If the data suggests the patient has sleep apnea, physicians can begin to take steps to treat it while they are in the hospital, improving recovery and potentially reducing the number of days spent in the hospital. Patients are also provided with education about sleep apnea and how it can affect their health and recovery.
Patients are scheduled for a sleep lab study within two weeks of discharge, allowing for a more comprehensive diagnosis of their sleep disorder and the development of a long-term treatment plan.
“This new approach is helpful because patients with these conditions have an increased readmission rate to the point that Medicare has mandated that hospitals be penalized if these patients are readmitted within 30 days,” Sharma said. “Our studies have shown that if we detect this disease early and provide them with appropriate treatment, the incidence of readmission is reduced. Not only are we improving the patient’s health, but we are also helping hospitals.”
According to Sharma, since this screening program was implemented, there has been a significant increase in the detection of sleep apnea.
“We screened 1,000 patients in the first year that this program was implemented. When we crossed that 1,000 mark last month, we wanted to celebrate the hard work that has gone into this by all the members of our staff that are involved. It is a multidisciplinary effort that includes respiratory care, hospitalists, sleep center staff, and other staff members. This program has been a success because they came together to coordinate this effort, despite the challenges presented by COVID-19,” he said.
“It is a testimony to the success of this program that we are now getting four-to-five consults a day to use this service.
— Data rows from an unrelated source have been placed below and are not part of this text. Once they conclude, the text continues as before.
use serde::{Deserialize, Serialize};
use std::path::Path;
use std::time::Duration;

use crate::error::ConfigError;

use super::state::Position;

/// Cell the snake starts on after every reset
pub const INITIAL_HEAD: Position = Position { x: 10, y: 10 };

/// The board must be strictly larger than this so `INITIAL_HEAD` is on it
pub const MIN_TILE_COUNT: usize = 10;

/// Largest board that still fits a terminal
pub const MAX_TILE_COUNT: usize = 100;

/// Points awarded per food eaten
pub const FOOD_REWARD: u32 = 10;

/// Configuration for the game
#[derive(Debug, Clone, PartialEq, Eq, Serialize, Deserialize)]
#[serde(default)]
pub struct GameConfig {
    /// Width and height of the square board, in tiles
    pub tile_count: usize,
    /// Time between two ticks while the game is running
    pub tick_interval_ms: u64,
    /// Terminal columns used to draw one tile
    pub cell_width: u16,
}

impl Default for GameConfig {
    fn default() -> Self {
        Self {
            tile_count: 20,
            tick_interval_ms: 150,
            cell_width: 2,
        }
    }
}

impl GameConfig {
    /// Create a new configuration with a custom board size
    pub fn new(tile_count: usize) -> Self {
        Self {
            tile_count,
            ..Default::default()
        }
    }

    /// Load a configuration from a TOML file. Missing keys take their defaults.
    pub fn from_file<P: AsRef<Path>>(path: P) -> Result<Self, ConfigError> {
        let path = path.as_ref();
        let content = std::fs::read_to_string(path).map_err(|source| ConfigError::Read {
            path: path.to_path_buf(),
            source,
        })?;

        toml::from_str(&content).map_err(|source| ConfigError::Parse {
            path: path.to_path_buf(),
            source,
        })
    }

    pub fn validate(&self) -> Result<(), ConfigError> {
        if self.tile_count <= MIN_TILE_COUNT {
            return Err(ConfigError::TileCountTooSmall {
                tile_count: self.tile_count,
                min: MIN_TILE_COUNT,
            });
        }
        if self.tile_count > MAX_TILE_COUNT {
            return Err(ConfigError::TileCountTooLarge {
                tile_count: self.tile_count,
                max: MAX_TILE_COUNT,
            });
        }
        if self.tick_interval_ms == 0 {
            return Err(ConfigError::ZeroTickInterval);
        }
        if self.cell_width == 0 {
            return Err(ConfigError::ZeroCellWidth);
        }
        Ok(())
    }

    pub fn tick_interval(&self) -> Duration {
        Duration::from_millis(self.tick_interval_ms)
    }
}
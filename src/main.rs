use anyhow::{Context, Result};
use clap::Parser;
use grid_snake::game::{GameConfig, GameEngine};
use grid_snake::modes::HumanMode;
use grid_snake::scoreboard::{FileScoreboard, MemoryScoreboard, Scoreboard};
use std::fs::File;
use std::path::{Path, PathBuf};
use std::sync::Mutex;
use tracing::info;
use tracing_subscriber::EnvFilter;

#[derive(Parser)]
#[command(name = "grid_snake")]
#[command(version, about = "Snake in the terminal, with a high score that sticks")]
struct Cli {
    /// TOML file with game settings; flags below override it
    #[arg(short, long)]
    config: Option<PathBuf>,

    /// Board width and height in tiles
    #[arg(long)]
    tile_count: Option<usize>,

    /// Milliseconds between two moves
    #[arg(long)]
    tick_ms: Option<u64>,

    /// Terminal columns per tile
    #[arg(long)]
    cell_width: Option<u16>,

    /// Directory holding the high score file
    #[arg(long, default_value = ".")]
    score_dir: PathBuf,

    /// Keep the high score in memory only
    #[arg(long)]
    no_persist: bool,

    /// Seed for food placement
    #[arg(long)]
    seed: Option<u64>,

    /// Write logs to this file (the terminal itself is taken by the game)
    #[arg(long)]
    log_file: Option<PathBuf>,

    /// Enable debug logging
    #[arg(short, long)]
    debug: bool,
}

impl Cli {
    fn game_config(&self) -> Result<GameConfig> {
        let mut config = match &self.config {
            Some(path) => GameConfig::from_file(path)?,
            None => GameConfig::default(),
        };

        if let Some(tile_count) = self.tile_count {
            config.tile_count = tile_count;
        }
        if let Some(tick_ms) = self.tick_ms {
            config.tick_interval_ms = tick_ms;
        }
        if let Some(cell_width) = self.cell_width {
            config.cell_width = cell_width;
        }

        Ok(config)
    }

    fn scoreboard(&self) -> Box<dyn Scoreboard> {
        if self.no_persist {
            Box::new(MemoryScoreboard::new())
        } else {
            Box::new(FileScoreboard::new(&self.score_dir))
        }
    }
}

fn init_logging(path: &Path, debug: bool) -> Result<()> {
    let file = File::create(path).with_context(|| format!("Failed to create log file {:?}", path))?;
    let log_level = if debug { "debug" } else { "info" };
    let filter = EnvFilter::try_from_default_env()
        .unwrap_or_else(|_| EnvFilter::new(format!("grid_snake={},warn", log_level)));

    tracing_subscriber::fmt()
        .with_env_filter(filter)
        .with_writer(Mutex::new(file))
        .with_ansi(false)
        .init();
    Ok(())
}

#[tokio::main]
async fn main() -> Result<()> {
    let cli = Cli::parse();

    if let Some(path) = &cli.log_file {
        init_logging(path, cli.debug)?;
    }

    let config = cli.game_config()?;
    let engine = match cli.seed {
        Some(seed) => GameEngine::with_seed(config, cli.scoreboard(), seed),
        None => GameEngine::new(config, cli.scoreboard()),
    }
    .context("Invalid game configuration")?;

    info!("Starting grid_snake v{}", env!("CARGO_PKG_VERSION"));

    let mut human_mode = HumanMode::new(engine);
    human_mode.run().await?;

    Ok(())
}

#[cfg(test)]
mod tests {
    use super::*;

    #[test]
    fn test_cli_overrides() {
        let cli = Cli::try_parse_from(["grid_snake", "--tile-count", "25", "--tick-ms", "100"]).unwrap();
        let config = cli.game_config().unwrap();

        assert_eq!(config.tile_count, 25);
        assert_eq!(config.tick_interval_ms, 100);
        assert_eq!(config.cell_width, 2);
    }

    #[test]
    fn test_oversized_board_rejected() {
        let cli = Cli::try_parse_from(["grid_snake", "--tile-count", "100000"]).unwrap();
        let config = cli.game_config().unwrap();
        assert!(GameEngine::new(config, cli.scoreboard()).is_err());
    }

    #[test]
    fn test_defaults() {
        let cli = Cli::try_parse_from(["grid_snake"]).unwrap();
        assert_eq!(cli.game_config().unwrap(), GameConfig::default());
        assert!(!cli.no_persist);
        assert_eq!(cli.score_dir, PathBuf::from("."));
    }
}
pub mod human;

pub use human::HumanMode;
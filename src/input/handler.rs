use crossterm::event::{KeyCode, KeyEvent, KeyModifiers};

use crate::game::Direction;

/// What a key press asks the host to do
#[derive(Debug, Clone, Copy, PartialEq, Eq)]
pub enum KeyAction {
    Steer(Direction),
    Start,
    Pause,
    /// Reset, also used as "play again" after game over
    Reset,
    Quit,
    None,
}

pub struct InputHandler;

impl InputHandler {
    pub fn new() -> Self {
        Self
    }

    pub fn handle_key_event(&self, key: KeyEvent) -> KeyAction {
        // Handle Ctrl+C
        if key.modifiers.contains(KeyModifiers::CONTROL) && key.code == KeyCode::Char('c') {
            return KeyAction::Quit;
        }

        match key.code {
            // Movement - Arrow keys
            KeyCode::Up => KeyAction::Steer(Direction::Up),
            KeyCode::Down => KeyAction::Steer(Direction::Down),
            KeyCode::Left => KeyAction::Steer(Direction::Left),
            KeyCode::Right => KeyAction::Steer(Direction::Right),

            // Movement - WASD
            KeyCode::Char('w') | KeyCode::Char('W') => KeyAction::Steer(Direction::Up),
            KeyCode::Char('s') | KeyCode::Char('S') => KeyAction::Steer(Direction::Down),
            KeyCode::Char('a') | KeyCode::Char('A') => KeyAction::Steer(Direction::Left),
            KeyCode::Char('d') | KeyCode::Char('D') => KeyAction::Steer(Direction::Right),

            // Controls
            KeyCode::Enter | KeyCode::Char(' ') => KeyAction::Start,
            KeyCode::Char('p') | KeyCode::Char('P') => KeyAction::Pause,
            KeyCode::Char('r') | KeyCode::Char('R') => KeyAction::Reset,
            KeyCode::Char('q') | KeyCode::Char('Q') | KeyCode::Esc => KeyAction::Quit,

            _ => KeyAction::None,
        }
    }
}

impl Default for InputHandler {
    fn default() -> Self {
        Self::new()
    }
}
use super::Renderer;
use crate::game::{Position, Snake};

/// Content of one board tile
#[derive(Debug, Clone, Copy, PartialEq, Eq, Default)]
pub enum Cell {
    #[default]
    Empty,
    Head,
    Body,
    Food,
}

impl Cell {
    pub fn glyph(&self) -> char {
        match self {
            Cell::Empty => '·',
            Cell::Head => '■',
            Cell::Body => '□',
            Cell::Food => '●',
        }
    }
}

/// Square cell buffer of `tile_count × tile_count` tiles
///
/// Each tile is drawn `cell_width` terminal columns wide. Positions off the
/// board, such as the head after a wall hit, are not drawn.
#[derive(Debug, Clone)]
pub struct GridCanvas {
    tile_count: usize,
    cell_width: u16,
    cells: Vec<Cell>,
}

impl GridCanvas {
    pub fn new(tile_count: usize, cell_width: u16) -> Self {
        Self {
            tile_count,
            cell_width: cell_width.max(1),
            cells: vec![Cell::Empty; tile_count * tile_count],
        }
    }

    pub fn tile_count(&self) -> usize {
        self.tile_count
    }

    pub fn cell_width(&self) -> u16 {
        self.cell_width
    }

    /// Cell at `pos`, `None` when off the board
    pub fn cell(&self, pos: Position) -> Option<Cell> {
        self.index(pos).map(|i| self.cells[i])
    }

    /// Rows from top to bottom
    pub fn rows(&self) -> impl Iterator<Item = &[Cell]> {
        self.cells.chunks(self.tile_count.max(1))
    }

    /// Text of one tile padded to the cell width
    pub fn tile_text(&self, cell: Cell) -> String {
        let mut text = String::with_capacity(self.cell_width as usize * 3);
        text.push(cell.glyph());
        text.extend(std::iter::repeat(' ').take(self.cell_width as usize - 1));
        text
    }

    fn index(&self, pos: Position) -> Option<usize> {
        if pos.is_within(self.tile_count) {
            Some(pos.y as usize * self.tile_count + pos.x as usize)
        } else {
            None
        }
    }

    fn paint(&mut self, pos: Position, cell: Cell) {
        if let Some(i) = self.index(pos) {
            self.cells[i] = cell;
        }
    }
}

impl Renderer for GridCanvas {
    fn clear(&mut self) {
        self.cells.fill(Cell::Empty);
    }

    fn draw_snake(&mut self, snake: &Snake) {
        for segment in snake.segments().skip(1) {
            self.paint(segment, Cell::Body);
        }
        self.paint(snake.head(), Cell::Head);
    }

    fn draw_food(&mut self, food: Position) {
        self.paint(food, Cell::Food);
    }
}
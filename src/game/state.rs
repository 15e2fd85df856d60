use std::collections::VecDeque;

use super::direction::Direction;

/// A position on the game grid
#[derive(Debug, Clone, Copy, PartialEq, Eq, Hash)]
pub struct Position {
    pub x: i32,
    pub y: i32,
}

impl Position {
    pub const fn new(x: i32, y: i32) -> Self {
        Self { x, y }
    }

    /// Move position by delta
    pub fn moved_by(&self, dx: i32, dy: i32) -> Self {
        Self {
            x: self.x + dx,
            y: self.y + dy,
        }
    }

    /// Move position in a direction
    pub fn moved_in_direction(&self, direction: Direction) -> Self {
        let (dx, dy) = direction.delta();
        self.moved_by(dx, dy)
    }

    /// Check if the position lies on a square board of `tile_count` tiles
    pub fn is_within(&self, tile_count: usize) -> bool {
        let limit = tile_count as i64;
        (0..limit).contains(&(self.x as i64)) && (0..limit).contains(&(self.y as i64))
    }
}

/// The snake in the game
///
/// Segments are stored head first. Moving pushes a new head at the front and
/// drops the tail from the back, both in constant time.
#[derive(Debug, Clone, PartialEq, Eq)]
pub struct Snake {
    body: VecDeque<Position>,
}

impl Snake {
    /// Create a single-segment snake
    pub fn new(head: Position) -> Self {
        Self {
            body: VecDeque::from([head]),
        }
    }

    /// Build a snake from segments listed head first.
    ///
    /// Returns `None` for an empty list.
    pub fn from_segments<I: IntoIterator<Item = Position>>(segments: I) -> Option<Self> {
        let body: VecDeque<Position> = segments.into_iter().collect();
        if body.is_empty() {
            None
        } else {
            Some(Self { body })
        }
    }

    /// Get the head position
    pub fn head(&self) -> Position {
        self.body[0]
    }

    /// Get the tail position (last segment)
    pub fn tail(&self) -> Position {
        self.body[self.body.len() - 1]
    }

    /// Check if any segment, head and tail included, sits on `pos`
    pub fn occupies(&self, pos: Position) -> bool {
        self.body.contains(&pos)
    }

    /// Segments from head to tail
    pub fn segments(&self) -> impl Iterator<Item = Position> + '_ {
        self.body.iter().copied()
    }

    pub(crate) fn push_head(&mut self, head: Position) {
        self.body.push_front(head);
    }

    pub(crate) fn drop_tail(&mut self) {
        if self.body.len() > 1 {
            self.body.pop_back();
        }
    }

    /// Get the length of the snake
    pub fn len(&self) -> usize {
        self.body.len()
    }

    /// Never true: a snake keeps at least its head
    pub fn is_empty(&self) -> bool {
        self.body.is_empty()
    }
}

/// Type of collision that occurred
#[derive(Debug, Clone, Copy, PartialEq, Eq)]
pub enum CollisionType {
    /// Snake hit a wall
    Wall,
    /// Snake hit itself
    SelfCollision,
}

/// Lifecycle of one game
#[derive(Debug, Clone, Copy, PartialEq, Eq, Default)]
pub enum GameStatus {
    #[default]
    Idle,
    Running,
    Paused,
    Over,
}

impl GameStatus {
    pub fn label(&self) -> &'static str {
        match self {
            GameStatus::Idle => "Ready",
            GameStatus::Running => "Running",
            GameStatus::Paused => "Paused",
            GameStatus::Over => "Game Over",
        }
    }
}
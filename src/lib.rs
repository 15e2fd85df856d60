//! Grid Snake - a terminal snake game with a persistent high score
//!
//! This library provides:
//! - Core game logic (game module)
//! - High score persistence (scoreboard module)
//! - Board drawing and the ratatui view (render module)
//! - Keyboard mapping (input module)
//! - The interactive terminal host (modes module)

pub mod error;
pub mod game;
pub mod input;
pub mod metrics;
pub mod modes;
pub mod render;
pub mod scoreboard;

pub use error::{ConfigError, ScoreboardError};
use anyhow::{Context, Result};
use crossterm::{
    event::{Event, EventStream, KeyEventKind},
    execute,
    terminal::{EnterAlternateScreen, LeaveAlternateScreen, disable_raw_mode, enable_raw_mode},
};
use futures::StreamExt;
use ratatui::{Terminal, backend::CrosstermBackend};
use std::io::{Stderr, stderr};
use std::time::Duration;
use tokio::time::{Interval, MissedTickBehavior, interval};
use tracing::{debug, info};

use crate::game::{GameEngine, GameStatus};
use crate::input::{InputHandler, KeyAction};
use crate::metrics::GameMetrics;
use crate::render::{GridCanvas, TerminalView, draw};

/// Keyboard-driven game in the terminal
///
/// Ticks, key presses and redraws all run on one task, so the engine is
/// never touched concurrently.
pub struct HumanMode {
    engine: GameEngine,
    canvas: GridCanvas,
    metrics: GameMetrics,
    view: TerminalView,
    input_handler: InputHandler,
    should_quit: bool,
}

impl HumanMode {
    pub fn new(engine: GameEngine) -> Self {
        let mut canvas = GridCanvas::new(engine.tile_count(), engine.config().cell_width);
        draw(&mut canvas, &engine);

        Self {
            engine,
            canvas,
            metrics: GameMetrics::new(),
            view: TerminalView::new(),
            input_handler: InputHandler::new(),
            should_quit: false,
        }
    }

    pub async fn run(&mut self) -> Result<()> {
        // Setup terminal
        enable_raw_mode().context("Failed to enable raw mode")?;
        let mut stderr = stderr();
        execute!(stderr, EnterAlternateScreen).context("Failed to enter alternate screen")?;
        let backend = CrosstermBackend::new(stderr);
        let mut terminal = Terminal::new(backend).context("Failed to create terminal")?;
        terminal.hide_cursor().context("Failed to hide cursor")?;
        terminal.clear().context("Failed to clear terminal")?;

        // Run game loop with cleanup
        let result = self.run_game_loop(&mut terminal).await;

        // Cleanup terminal
        self.cleanup_terminal(&mut terminal)?;

        result
    }

    async fn run_game_loop(
        &mut self,
        terminal: &mut Terminal<CrosstermBackend<Stderr>>,
    ) -> Result<()> {
        let mut event_stream = EventStream::new();

        let mut tick_timer = interval(self.engine.config().tick_interval());
        tick_timer.set_missed_tick_behavior(MissedTickBehavior::Delay);

        // Render at 30 FPS (33ms per frame)
        let render_interval = Duration::from_millis(33);
        let mut render_timer = interval(render_interval);

        info!(
            "Game loop started, ticking every {:?}",
            self.engine.config().tick_interval()
        );

        loop {
            tokio::select! {
                // Handle terminal events
                maybe_event = event_stream.next() => {
                    if let Some(Ok(event)) = maybe_event {
                        self.handle_event(event, &mut tick_timer);
                    }
                }

                // Game logic tick, only scheduled while running
                _ = tick_timer.tick(), if self.engine.status() == GameStatus::Running => {
                    self.update_game();
                }

                // Render frame
                _ = render_timer.tick() => {
                    self.metrics.update();
                    terminal.draw(|frame| {
                        self.view.render(frame, &self.engine, &self.canvas, &self.metrics);
                    }).context("Failed to draw frame")?;
                }

                // Handle Ctrl+C
                _ = tokio::signal::ctrl_c() => {
                    self.should_quit = true;
                }
            }

            if self.should_quit {
                break;
            }
        }

        info!("Game loop stopped after {} games", self.metrics.games_played);
        Ok(())
    }

    fn handle_event(&mut self, event: Event, tick_timer: &mut Interval) {
        if let Event::Key(key) = event {
            // Only process key press events, not release
            if key.kind != KeyEventKind::Press {
                return;
            }

            let action = self.input_handler.handle_key_event(key);
            if self.apply(action) {
                // First tick lands one full period after (re)starting
                tick_timer.reset();
            }
        }
    }

    /// Apply a key action to the engine.
    ///
    /// Returns true when the game just went from stopped to running, which
    /// is when the host restarts its tick timer.
    fn apply(&mut self, action: KeyAction) -> bool {
        match action {
            KeyAction::Steer(direction) => {
                self.engine.set_direction(direction);
            }
            KeyAction::Start => {
                let was_running = self.engine.status() == GameStatus::Running;
                self.engine.start();
                if !was_running && self.engine.status() == GameStatus::Running {
                    self.metrics.on_running();
                    return true;
                }
            }
            KeyAction::Pause => {
                self.engine.pause();
                self.metrics.on_stopped();
            }
            KeyAction::Reset => {
                self.reset_game();
            }
            KeyAction::Quit => {
                self.should_quit = true;
            }
            KeyAction::None => {}
        }

        false
    }

    fn update_game(&mut self) {
        if let Some(outcome) = self.engine.tick() {
            draw(&mut self.canvas, &self.engine);

            if outcome.collided {
                debug!("Fatal move into {:?}", outcome.new_head);
                self.metrics.on_game_over(self.engine.score());
            }
        }
    }

    fn reset_game(&mut self) {
        self.engine.reset();
        self.metrics.on_reset();
        draw(&mut self.canvas, &self.engine);
    }

    fn cleanup_terminal(
        &mut self,
        terminal: &mut Terminal<CrosstermBackend<Stderr>>,
    ) -> Result<()> {
        disable_raw_mode().context("Failed to disable raw mode")?;
        execute!(terminal.backend_mut(), LeaveAlternateScreen)
            .context("Failed to leave alternate screen")?;
        terminal.show_cursor().context("Failed to show cursor")?;
        Ok(())
    }
}
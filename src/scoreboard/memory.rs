use super::Scoreboard;
use crate::error::ScoreboardError;

/// In-process scoreboard; nothing survives the process
#[derive(Debug, Clone, Default)]
pub struct MemoryScoreboard {
    value: u32,
    writes: usize,
}

impl MemoryScoreboard {
    pub fn new() -> Self {
        Self::default()
    }

    pub fn with_value(value: u32) -> Self {
        Self { value, writes: 0 }
    }

    /// Number of successful `persist` calls
    pub fn writes(&self) -> usize {
        self.writes
    }
}

impl Scoreboard for MemoryScoreboard {
    fn load(&self) -> Result<u32, ScoreboardError> {
        Ok(self.value)
    }

    fn persist(&mut self, value: u32) -> Result<(), ScoreboardError> {
        self.value = value;
        self.writes += 1;
        Ok(())
    }
}
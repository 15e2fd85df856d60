//! Core game logic module for Snake
//!
//! This module contains all the game logic without any I/O or rendering dependencies.
//! The terminal host drives it, and tests drive it directly.

pub mod config;
pub mod direction;
pub mod engine;
pub mod state;

// Re-export commonly used types
pub use config::{FOOD_REWARD, GameConfig, INITIAL_HEAD, MAX_TILE_COUNT, MIN_TILE_COUNT};
pub use direction::Direction;
pub use engine::{GameEngine, TickOutcome};
pub use state::{CollisionType, GameStatus, Position, Snake};
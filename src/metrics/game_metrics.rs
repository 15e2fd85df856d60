use std::time::{Duration, Instant};

/// Per-session statistics shown next to the board
///
/// Only time spent running counts towards `elapsed_time`; pauses freeze it.
pub struct GameMetrics {
    running_since: Option<Instant>,
    accumulated: Duration,
    pub elapsed_time: Duration,
    pub games_played: u32,
    pub best_session_score: u32,
}

impl GameMetrics {
    pub fn new() -> Self {
        Self {
            running_since: None,
            accumulated: Duration::ZERO,
            elapsed_time: Duration::ZERO,
            games_played: 0,
            best_session_score: 0,
        }
    }

    pub fn update(&mut self) {
        self.elapsed_time = self.accumulated
            + self
                .running_since
                .map_or(Duration::ZERO, |since| since.elapsed());
    }

    /// The clock runs from a start or resume
    pub fn on_running(&mut self) {
        if self.running_since.is_none() {
            self.running_since = Some(Instant::now());
        }
    }

    /// The clock stops on pause and game over
    pub fn on_stopped(&mut self) {
        if let Some(since) = self.running_since.take() {
            self.accumulated += since.elapsed();
        }
        self.update();
    }

    pub fn on_reset(&mut self) {
        self.running_since = None;
        self.accumulated = Duration::ZERO;
        self.elapsed_time = Duration::ZERO;
    }

    pub fn on_game_over(&mut self, final_score: u32) {
        self.on_stopped();
        self.games_played += 1;
        if final_score > self.best_session_score {
            self.best_session_score = final_score;
        }
    }

    pub fn format_time(&self) -> String {
        let total_secs = self.elapsed_time.as_secs();
        let minutes = total_secs / 60;
        let seconds = total_secs % 60;
        format!("{:02}:{:02}", minutes, seconds)
    }
}

impl Default for GameMetrics {
    fn default() -> Self {
        Self::new()
    }
}
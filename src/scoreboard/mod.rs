//! High score persistence
//!
//! The engine only talks to the [`Scoreboard`] trait: once at construction to
//! seed the high score, and at game over when the score beats it.

pub mod file;
pub mod memory;

pub use file::FileScoreboard;
pub use memory::MemoryScoreboard;

use crate::error::ScoreboardError;

/// Fixed identifier the high score is stored under
pub const HIGH_SCORE_KEY: &str = "snake_high_score";

pub trait Scoreboard {
    /// Stored high score, 0 when nothing has been stored yet
    fn load(&self) -> Result<u32, ScoreboardError>;

    /// Overwrite the stored high score
    fn persist(&mut self, value: u32) -> Result<(), ScoreboardError>;
}

impl<S: Scoreboard + ?Sized> Scoreboard for Box<S> {
    fn load(&self) -> Result<u32, ScoreboardError> {
        (**self).load()
    }

    fn persist(&mut self, value: u32) -> Result<(), ScoreboardError> {
        (**self).persist(value)
    }
}
use std::path::PathBuf;

use thiserror::Error;

/// Errors raised while building or loading a game configuration.
///
/// All of them are fatal: no engine is constructed from an invalid config.
#[derive(Error, Debug)]
pub enum ConfigError {
    #[error("tile count {tile_count} is too small, the board needs more than {min} tiles per side")]
    TileCountTooSmall { tile_count: usize, min: usize },

    #[error("tile count {tile_count} is too large, the board allows at most {max} tiles per side")]
    TileCountTooLarge { tile_count: usize, max: usize },

    #[error("tick interval must be greater than zero")]
    ZeroTickInterval,

    #[error("cell width must be greater than zero")]
    ZeroCellWidth,

    #[error("failed to read config file {path:?}: {source}")]
    Read {
        path: PathBuf,
        #[source]
        source: std::io::Error,
    },

    #[error("failed to parse config file {path:?}: {source}")]
    Parse {
        path: PathBuf,
        #[source]
        source: toml::de::Error,
    },
}

/// Errors raised by a [`Scoreboard`](crate::scoreboard::Scoreboard) backend.
///
/// The engine never propagates these; they are logged and play continues.
#[derive(Error, Debug)]
pub enum ScoreboardError {
    #[error("high score storage I/O error: {0}")]
    Io(#[from] std::io::Error),

    #[error("stored high score {contents:?} is not a valid integer")]
    Corrupt { contents: String },

    #[error("high score storage is unavailable: {message}")]
    Unavailable { message: String },
}

impl ScoreboardError {
    pub fn unavailable<S: Into<String>>(message: S) -> Self {
        Self::Unavailable {
            message: message.into(),
        }
    }
}
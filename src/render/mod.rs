//! Drawing the board
//!
//! [`Renderer`] is the drawing surface the game state is pushed into after
//! every tick and reset. [`GridCanvas`] implements it as a cell buffer, and
//! [`TerminalView`] turns that buffer into a ratatui frame.

pub mod canvas;
pub mod renderer;

pub use canvas::{Cell, GridCanvas};
pub use renderer::TerminalView;

use crate::game::{GameEngine, Position, Snake};
use crate::scoreboard::Scoreboard;

pub trait Renderer {
    fn clear(&mut self);

    /// Draw every segment, the head distinguishable from the body
    fn draw_snake(&mut self, snake: &Snake);

    fn draw_food(&mut self, food: Position);
}

/// Redraw the whole board from the engine's current state
pub fn draw<R, S>(renderer: &mut R, engine: &GameEngine<S>)
where
    R: Renderer + ?Sized,
    S: Scoreboard,
{
    renderer.clear();
    renderer.draw_snake(engine.snake());
    renderer.draw_food(engine.food());
}
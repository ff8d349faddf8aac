//! Element handles.
//!
//! Vertices, half-edges and faces are addressed through distinct `u32`
//! newtypes, so a face handle can never be passed where a vertex is expected.
//! `u32::MAX` is the null handle used for unset links.

use std::fmt;

const NULL: u32 = u32::MAX;

macro_rules! element_id {
    ($(#[$meta:meta])* $name:ident, $tag:literal) => {
        $(#[$meta])*
        #[derive(Copy, Clone, Eq, PartialEq, Ord, PartialOrd, Hash)]
        pub struct $name(u32);

        impl $name {
            /// Handle for the element at `offset` in its buffer.
            #[inline]
            pub fn new(offset: usize) -> Self {
                debug_assert!(offset < NULL as usize, "{} offset {} too large", $tag, offset);
                Self(offset as u32)
            }

            /// The null handle.
            #[inline]
            pub fn invalid() -> Self {
                Self(NULL)
            }

            /// Buffer offset.
            #[inline]
            pub fn index(self) -> usize {
                self.0 as usize
            }

            /// False for the null handle.
            #[inline]
            pub fn is_valid(self) -> bool {
                self.0 != NULL
            }
        }

        impl Default for $name {
            fn default() -> Self {
                Self(NULL)
            }
        }

        impl From<usize> for $name {
            fn from(offset: usize) -> Self {
                Self::new(offset)
            }
        }

        impl fmt::Debug for $name {
            fn fmt(&self, f: &mut fmt::Formatter<'_>) -> fmt::Result {
                match self.is_valid() {
                    true => write!(f, "{}{}", $tag, self.0),
                    false => write!(f, "{}-", $tag),
                }
            }
        }
    };
}

element_id!(
    /// Handle of a mesh vertex.
    VertexId,
    "v"
);
element_id!(
    /// Handle of a directed half-edge.
    HalfEdgeId,
    "h"
);
element_id!(
    /// Handle of a triangle.
    FaceId,
    "f"
);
The benefit of the program has transcended several departments and specialties, and we are often consulted to screen patients in order to detect the disorder and intervene in the hopes of positively impacting patients’ co-morbid conditions.”
The next steps for this program include implementation in WVU Medicine hospitals across the state.
West Virginia is one of the highest rated states for obesity, the primary indicator for sleep apnea. Because of this, the state also has one of the highest incidences of sleep apnea.
“We found that nearly 50 percent of patients we screened had sleep apnea, and this is primarily due to obesity,” Sharma said. “Our state not only has a high rate of obesity, but high rates of other factors that contribute to sleep apnea, including heart failure, COPD, stroke, and diabetes. Many West Virginians suffer from multiple comorbid conditions, which adds another layer to the cause of sleep apnea.”
According to Sharma, more widespread implementation of this screening program across all WVU Medicine hospitals will improve care and reduce the need for transfers.
“As we continue to fine tune this program, we will develop the template for how it can be implemented in our hospitals and harness the endless opportunities it presents,” Sharma said.
One key element to widespread implementation of this program is telemedicine. COVID-19 served as a catalyst for greater adoption of telemedicine capabilities, allowing providers to consult with patients regardless of where they are receiving treatment. Data from the sleep studies can be sent to providers to be analyzed and a treatment plan can be developed by the patient’s local provider and sleep medicine specialists.